┌──

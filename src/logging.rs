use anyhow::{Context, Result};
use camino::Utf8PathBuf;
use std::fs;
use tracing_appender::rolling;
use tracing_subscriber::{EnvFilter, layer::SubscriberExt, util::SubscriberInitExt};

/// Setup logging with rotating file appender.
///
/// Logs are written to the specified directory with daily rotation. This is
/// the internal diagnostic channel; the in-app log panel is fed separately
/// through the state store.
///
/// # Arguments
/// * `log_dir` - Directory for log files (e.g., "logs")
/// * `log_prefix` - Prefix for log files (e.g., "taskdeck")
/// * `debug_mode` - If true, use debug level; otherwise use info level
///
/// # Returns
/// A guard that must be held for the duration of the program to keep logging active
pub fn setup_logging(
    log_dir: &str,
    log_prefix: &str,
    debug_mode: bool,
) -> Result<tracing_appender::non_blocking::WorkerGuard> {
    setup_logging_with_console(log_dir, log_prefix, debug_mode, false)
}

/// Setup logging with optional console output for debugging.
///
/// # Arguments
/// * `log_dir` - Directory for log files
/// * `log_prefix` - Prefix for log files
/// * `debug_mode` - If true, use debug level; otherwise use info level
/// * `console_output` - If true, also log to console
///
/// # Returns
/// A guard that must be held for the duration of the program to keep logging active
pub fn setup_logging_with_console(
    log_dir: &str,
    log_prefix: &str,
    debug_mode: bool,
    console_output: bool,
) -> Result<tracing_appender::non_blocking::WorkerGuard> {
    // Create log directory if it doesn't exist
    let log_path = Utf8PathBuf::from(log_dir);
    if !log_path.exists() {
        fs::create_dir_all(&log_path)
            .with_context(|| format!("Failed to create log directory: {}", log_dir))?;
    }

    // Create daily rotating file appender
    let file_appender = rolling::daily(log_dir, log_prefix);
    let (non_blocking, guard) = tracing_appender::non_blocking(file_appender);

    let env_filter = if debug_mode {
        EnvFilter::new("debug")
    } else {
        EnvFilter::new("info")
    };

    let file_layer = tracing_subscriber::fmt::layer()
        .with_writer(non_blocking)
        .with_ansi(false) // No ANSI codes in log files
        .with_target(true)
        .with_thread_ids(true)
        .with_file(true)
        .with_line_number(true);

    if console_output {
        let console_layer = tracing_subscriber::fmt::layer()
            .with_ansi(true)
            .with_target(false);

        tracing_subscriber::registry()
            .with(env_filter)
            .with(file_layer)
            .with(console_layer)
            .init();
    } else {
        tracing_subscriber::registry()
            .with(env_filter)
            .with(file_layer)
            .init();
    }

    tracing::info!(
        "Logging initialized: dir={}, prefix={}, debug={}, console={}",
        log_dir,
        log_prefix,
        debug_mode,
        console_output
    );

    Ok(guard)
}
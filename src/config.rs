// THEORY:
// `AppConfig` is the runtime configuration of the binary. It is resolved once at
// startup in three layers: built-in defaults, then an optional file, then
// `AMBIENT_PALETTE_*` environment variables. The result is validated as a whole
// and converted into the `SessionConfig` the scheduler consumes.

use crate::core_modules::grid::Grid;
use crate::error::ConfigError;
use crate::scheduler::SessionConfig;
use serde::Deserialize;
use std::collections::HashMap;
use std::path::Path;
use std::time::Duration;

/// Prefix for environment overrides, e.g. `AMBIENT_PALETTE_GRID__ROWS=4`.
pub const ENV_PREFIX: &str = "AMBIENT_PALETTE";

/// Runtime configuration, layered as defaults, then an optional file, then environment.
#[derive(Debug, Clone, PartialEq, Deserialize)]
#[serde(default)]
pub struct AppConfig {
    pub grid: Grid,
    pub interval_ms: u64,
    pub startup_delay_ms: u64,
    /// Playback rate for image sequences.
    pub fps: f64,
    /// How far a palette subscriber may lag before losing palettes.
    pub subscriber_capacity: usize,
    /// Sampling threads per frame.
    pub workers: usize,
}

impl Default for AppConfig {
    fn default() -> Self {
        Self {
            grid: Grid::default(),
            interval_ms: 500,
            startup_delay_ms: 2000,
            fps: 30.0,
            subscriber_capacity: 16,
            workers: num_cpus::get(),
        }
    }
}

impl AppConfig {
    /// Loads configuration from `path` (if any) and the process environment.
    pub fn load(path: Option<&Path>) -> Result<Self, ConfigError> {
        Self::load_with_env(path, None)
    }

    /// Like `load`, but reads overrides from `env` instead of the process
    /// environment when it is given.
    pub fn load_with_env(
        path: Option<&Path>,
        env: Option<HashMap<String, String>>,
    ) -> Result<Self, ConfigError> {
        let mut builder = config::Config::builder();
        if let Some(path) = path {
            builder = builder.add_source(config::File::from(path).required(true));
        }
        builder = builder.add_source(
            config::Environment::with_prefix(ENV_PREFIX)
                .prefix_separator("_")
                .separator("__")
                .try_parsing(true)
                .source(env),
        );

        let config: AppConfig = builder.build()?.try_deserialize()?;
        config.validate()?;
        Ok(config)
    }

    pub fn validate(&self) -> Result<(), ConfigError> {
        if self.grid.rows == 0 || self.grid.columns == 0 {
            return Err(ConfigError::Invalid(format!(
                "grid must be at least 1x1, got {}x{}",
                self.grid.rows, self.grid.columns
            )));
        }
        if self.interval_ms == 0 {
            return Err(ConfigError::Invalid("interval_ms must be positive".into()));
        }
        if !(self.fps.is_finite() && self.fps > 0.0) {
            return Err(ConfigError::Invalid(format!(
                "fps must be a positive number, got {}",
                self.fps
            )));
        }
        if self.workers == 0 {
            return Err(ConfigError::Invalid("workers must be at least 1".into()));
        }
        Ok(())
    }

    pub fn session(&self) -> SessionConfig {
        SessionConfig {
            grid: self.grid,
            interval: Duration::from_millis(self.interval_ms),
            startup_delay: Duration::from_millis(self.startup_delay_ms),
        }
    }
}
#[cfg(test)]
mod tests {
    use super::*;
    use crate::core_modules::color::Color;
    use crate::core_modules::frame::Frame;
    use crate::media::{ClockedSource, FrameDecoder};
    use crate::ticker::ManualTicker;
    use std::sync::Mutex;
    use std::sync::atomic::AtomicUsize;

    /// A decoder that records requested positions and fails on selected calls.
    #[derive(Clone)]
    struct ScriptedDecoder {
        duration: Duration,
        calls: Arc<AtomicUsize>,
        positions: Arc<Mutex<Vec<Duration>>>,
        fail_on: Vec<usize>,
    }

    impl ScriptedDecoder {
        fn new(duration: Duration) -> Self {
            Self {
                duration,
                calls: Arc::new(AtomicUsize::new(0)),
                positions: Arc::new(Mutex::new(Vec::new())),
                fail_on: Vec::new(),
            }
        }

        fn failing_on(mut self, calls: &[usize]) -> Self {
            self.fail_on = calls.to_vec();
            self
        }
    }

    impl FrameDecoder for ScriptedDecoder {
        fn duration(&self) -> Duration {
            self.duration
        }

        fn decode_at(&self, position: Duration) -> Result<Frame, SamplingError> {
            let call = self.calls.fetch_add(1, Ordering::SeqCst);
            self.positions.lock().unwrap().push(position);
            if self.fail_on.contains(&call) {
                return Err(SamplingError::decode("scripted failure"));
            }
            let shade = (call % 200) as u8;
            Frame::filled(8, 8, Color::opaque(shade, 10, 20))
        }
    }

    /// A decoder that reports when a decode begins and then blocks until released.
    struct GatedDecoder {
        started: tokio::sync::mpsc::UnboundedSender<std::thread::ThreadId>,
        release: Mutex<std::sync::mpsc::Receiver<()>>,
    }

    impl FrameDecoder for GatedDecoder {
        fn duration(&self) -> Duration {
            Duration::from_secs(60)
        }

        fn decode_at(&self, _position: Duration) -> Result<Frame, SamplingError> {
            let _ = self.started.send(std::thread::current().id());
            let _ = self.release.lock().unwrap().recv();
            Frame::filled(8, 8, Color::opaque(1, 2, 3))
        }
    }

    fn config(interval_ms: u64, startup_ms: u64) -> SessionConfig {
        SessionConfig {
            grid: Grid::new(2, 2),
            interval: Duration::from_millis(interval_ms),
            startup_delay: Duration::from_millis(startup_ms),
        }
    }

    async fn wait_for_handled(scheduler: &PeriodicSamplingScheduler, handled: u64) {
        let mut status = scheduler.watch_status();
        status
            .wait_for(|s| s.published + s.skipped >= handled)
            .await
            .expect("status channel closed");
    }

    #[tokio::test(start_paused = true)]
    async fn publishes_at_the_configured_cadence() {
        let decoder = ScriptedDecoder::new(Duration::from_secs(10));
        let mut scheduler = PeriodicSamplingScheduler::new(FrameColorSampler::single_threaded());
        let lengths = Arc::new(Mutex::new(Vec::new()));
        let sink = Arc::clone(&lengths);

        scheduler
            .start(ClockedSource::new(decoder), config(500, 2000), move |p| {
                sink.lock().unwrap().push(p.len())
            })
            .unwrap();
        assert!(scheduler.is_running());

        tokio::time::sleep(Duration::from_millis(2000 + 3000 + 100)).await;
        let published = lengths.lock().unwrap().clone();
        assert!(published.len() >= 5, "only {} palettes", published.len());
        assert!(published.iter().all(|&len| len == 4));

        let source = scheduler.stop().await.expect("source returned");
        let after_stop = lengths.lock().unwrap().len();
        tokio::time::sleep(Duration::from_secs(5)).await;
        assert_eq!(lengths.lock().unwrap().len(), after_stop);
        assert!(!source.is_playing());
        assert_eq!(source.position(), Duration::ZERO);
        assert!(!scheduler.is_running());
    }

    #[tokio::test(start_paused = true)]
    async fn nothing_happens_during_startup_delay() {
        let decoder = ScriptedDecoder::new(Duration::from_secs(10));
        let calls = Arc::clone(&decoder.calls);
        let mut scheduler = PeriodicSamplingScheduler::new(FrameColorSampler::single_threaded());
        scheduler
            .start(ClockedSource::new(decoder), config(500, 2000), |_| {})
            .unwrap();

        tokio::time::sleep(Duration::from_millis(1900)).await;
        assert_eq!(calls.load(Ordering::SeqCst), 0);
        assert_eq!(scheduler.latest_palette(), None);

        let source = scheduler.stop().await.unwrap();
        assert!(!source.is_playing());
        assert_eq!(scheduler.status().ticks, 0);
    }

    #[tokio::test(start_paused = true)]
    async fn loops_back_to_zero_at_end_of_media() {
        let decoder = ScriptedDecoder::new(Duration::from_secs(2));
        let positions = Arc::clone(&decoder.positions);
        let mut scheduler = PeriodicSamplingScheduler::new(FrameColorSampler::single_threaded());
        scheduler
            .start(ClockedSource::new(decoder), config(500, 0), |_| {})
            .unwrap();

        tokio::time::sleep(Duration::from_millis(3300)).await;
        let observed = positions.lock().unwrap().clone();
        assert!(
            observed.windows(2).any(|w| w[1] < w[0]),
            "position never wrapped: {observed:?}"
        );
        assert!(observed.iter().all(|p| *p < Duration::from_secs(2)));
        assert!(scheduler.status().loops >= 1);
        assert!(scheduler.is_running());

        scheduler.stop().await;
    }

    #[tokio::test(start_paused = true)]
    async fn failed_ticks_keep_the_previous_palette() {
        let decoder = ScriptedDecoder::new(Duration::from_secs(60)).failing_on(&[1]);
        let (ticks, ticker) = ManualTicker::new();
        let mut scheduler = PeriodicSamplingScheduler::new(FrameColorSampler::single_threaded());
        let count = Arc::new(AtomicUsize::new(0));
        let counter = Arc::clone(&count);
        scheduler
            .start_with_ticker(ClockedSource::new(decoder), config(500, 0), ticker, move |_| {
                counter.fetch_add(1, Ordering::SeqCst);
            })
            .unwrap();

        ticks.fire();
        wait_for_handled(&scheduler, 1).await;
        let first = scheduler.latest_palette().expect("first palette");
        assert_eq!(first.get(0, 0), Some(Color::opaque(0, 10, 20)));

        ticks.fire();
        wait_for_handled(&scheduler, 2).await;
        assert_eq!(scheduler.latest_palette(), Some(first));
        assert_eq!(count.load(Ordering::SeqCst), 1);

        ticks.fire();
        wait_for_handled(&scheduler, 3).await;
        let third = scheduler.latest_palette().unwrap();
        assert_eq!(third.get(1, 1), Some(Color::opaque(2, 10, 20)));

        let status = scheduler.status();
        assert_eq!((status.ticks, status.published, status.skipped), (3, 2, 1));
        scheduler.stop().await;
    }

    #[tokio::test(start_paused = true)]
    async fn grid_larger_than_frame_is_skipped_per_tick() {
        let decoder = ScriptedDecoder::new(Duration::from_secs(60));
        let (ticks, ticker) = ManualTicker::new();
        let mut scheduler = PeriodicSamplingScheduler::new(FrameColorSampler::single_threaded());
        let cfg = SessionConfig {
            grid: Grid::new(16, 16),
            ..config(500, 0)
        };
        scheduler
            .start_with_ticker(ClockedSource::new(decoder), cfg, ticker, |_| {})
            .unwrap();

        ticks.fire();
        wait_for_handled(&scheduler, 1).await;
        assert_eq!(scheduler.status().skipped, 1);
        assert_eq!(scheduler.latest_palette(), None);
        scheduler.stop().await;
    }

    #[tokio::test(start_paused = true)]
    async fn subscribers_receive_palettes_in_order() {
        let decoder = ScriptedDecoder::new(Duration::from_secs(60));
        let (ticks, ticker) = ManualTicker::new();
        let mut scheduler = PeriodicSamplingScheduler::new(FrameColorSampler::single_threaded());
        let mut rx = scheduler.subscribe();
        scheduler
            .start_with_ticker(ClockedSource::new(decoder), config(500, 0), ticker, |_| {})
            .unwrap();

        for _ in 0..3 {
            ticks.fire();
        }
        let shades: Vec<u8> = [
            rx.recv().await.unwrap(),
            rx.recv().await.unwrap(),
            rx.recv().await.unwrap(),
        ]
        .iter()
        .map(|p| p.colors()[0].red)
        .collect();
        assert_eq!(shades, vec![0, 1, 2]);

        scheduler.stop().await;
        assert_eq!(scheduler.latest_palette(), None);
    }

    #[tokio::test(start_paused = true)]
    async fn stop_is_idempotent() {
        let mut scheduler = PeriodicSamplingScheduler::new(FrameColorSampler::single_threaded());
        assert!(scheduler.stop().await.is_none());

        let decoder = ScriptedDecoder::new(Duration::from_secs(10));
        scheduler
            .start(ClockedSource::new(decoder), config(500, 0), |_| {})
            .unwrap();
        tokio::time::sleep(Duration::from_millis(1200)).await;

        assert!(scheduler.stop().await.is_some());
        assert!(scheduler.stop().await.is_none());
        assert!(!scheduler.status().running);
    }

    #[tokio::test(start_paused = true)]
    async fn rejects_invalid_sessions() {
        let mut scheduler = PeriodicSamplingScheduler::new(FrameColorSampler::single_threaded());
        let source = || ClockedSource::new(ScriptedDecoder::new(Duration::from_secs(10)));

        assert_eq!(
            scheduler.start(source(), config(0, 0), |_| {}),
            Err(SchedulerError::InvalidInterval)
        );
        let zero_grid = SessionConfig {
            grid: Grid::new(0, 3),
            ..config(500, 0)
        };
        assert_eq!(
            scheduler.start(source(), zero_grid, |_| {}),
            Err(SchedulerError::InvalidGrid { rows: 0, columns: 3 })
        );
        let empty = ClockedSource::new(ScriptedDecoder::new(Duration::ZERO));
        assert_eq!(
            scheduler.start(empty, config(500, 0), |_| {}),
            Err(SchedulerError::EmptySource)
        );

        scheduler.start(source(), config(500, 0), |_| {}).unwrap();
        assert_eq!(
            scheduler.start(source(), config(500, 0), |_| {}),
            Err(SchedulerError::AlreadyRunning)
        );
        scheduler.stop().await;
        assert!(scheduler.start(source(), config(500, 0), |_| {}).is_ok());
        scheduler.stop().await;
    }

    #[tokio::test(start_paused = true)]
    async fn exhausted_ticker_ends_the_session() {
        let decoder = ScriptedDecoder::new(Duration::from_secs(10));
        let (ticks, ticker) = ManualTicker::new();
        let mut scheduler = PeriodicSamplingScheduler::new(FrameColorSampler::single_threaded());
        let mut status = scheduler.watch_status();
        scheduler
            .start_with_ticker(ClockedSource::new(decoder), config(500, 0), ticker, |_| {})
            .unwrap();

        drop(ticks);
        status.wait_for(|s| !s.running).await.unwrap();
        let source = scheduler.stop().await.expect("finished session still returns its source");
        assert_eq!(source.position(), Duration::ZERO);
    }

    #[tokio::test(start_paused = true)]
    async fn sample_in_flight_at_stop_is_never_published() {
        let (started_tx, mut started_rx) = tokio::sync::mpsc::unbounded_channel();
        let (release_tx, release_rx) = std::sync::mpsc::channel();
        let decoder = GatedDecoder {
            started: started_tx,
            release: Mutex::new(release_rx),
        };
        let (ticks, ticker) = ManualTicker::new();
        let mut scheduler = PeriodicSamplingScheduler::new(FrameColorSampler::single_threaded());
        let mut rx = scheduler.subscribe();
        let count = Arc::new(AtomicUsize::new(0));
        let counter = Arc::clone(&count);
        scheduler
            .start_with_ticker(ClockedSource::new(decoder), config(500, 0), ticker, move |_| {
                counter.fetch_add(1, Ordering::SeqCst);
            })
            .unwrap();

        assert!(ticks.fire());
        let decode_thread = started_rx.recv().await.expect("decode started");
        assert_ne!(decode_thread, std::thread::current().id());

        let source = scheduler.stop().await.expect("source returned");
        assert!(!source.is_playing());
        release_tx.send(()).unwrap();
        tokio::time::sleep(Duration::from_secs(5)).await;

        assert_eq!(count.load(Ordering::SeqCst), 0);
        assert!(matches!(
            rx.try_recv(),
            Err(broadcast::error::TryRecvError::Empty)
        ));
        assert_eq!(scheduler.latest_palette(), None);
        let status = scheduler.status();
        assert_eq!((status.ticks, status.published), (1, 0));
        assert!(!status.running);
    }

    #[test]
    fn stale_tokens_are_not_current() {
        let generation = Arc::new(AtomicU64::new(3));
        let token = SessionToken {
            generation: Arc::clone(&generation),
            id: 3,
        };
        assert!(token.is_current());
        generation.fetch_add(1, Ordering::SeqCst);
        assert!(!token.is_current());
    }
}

└──

▶ **Task details**: Set down, from the entries above, exactly the lines from the one with "use super::*;" up to and including the one with "use std::sync::atomic::AtomicUsize;", and no other lines.

▶ **Result below**:
    use super::*;
    use crate::core_modules::color::Color;
    use crate::core_modules::frame::Frame;
    use crate::media::{ClockedSource, FrameDecoder};
    use crate::ticker::ManualTicker;
    use std::sync::Mutex;
    use std::sync::atomic::AtomicUsize;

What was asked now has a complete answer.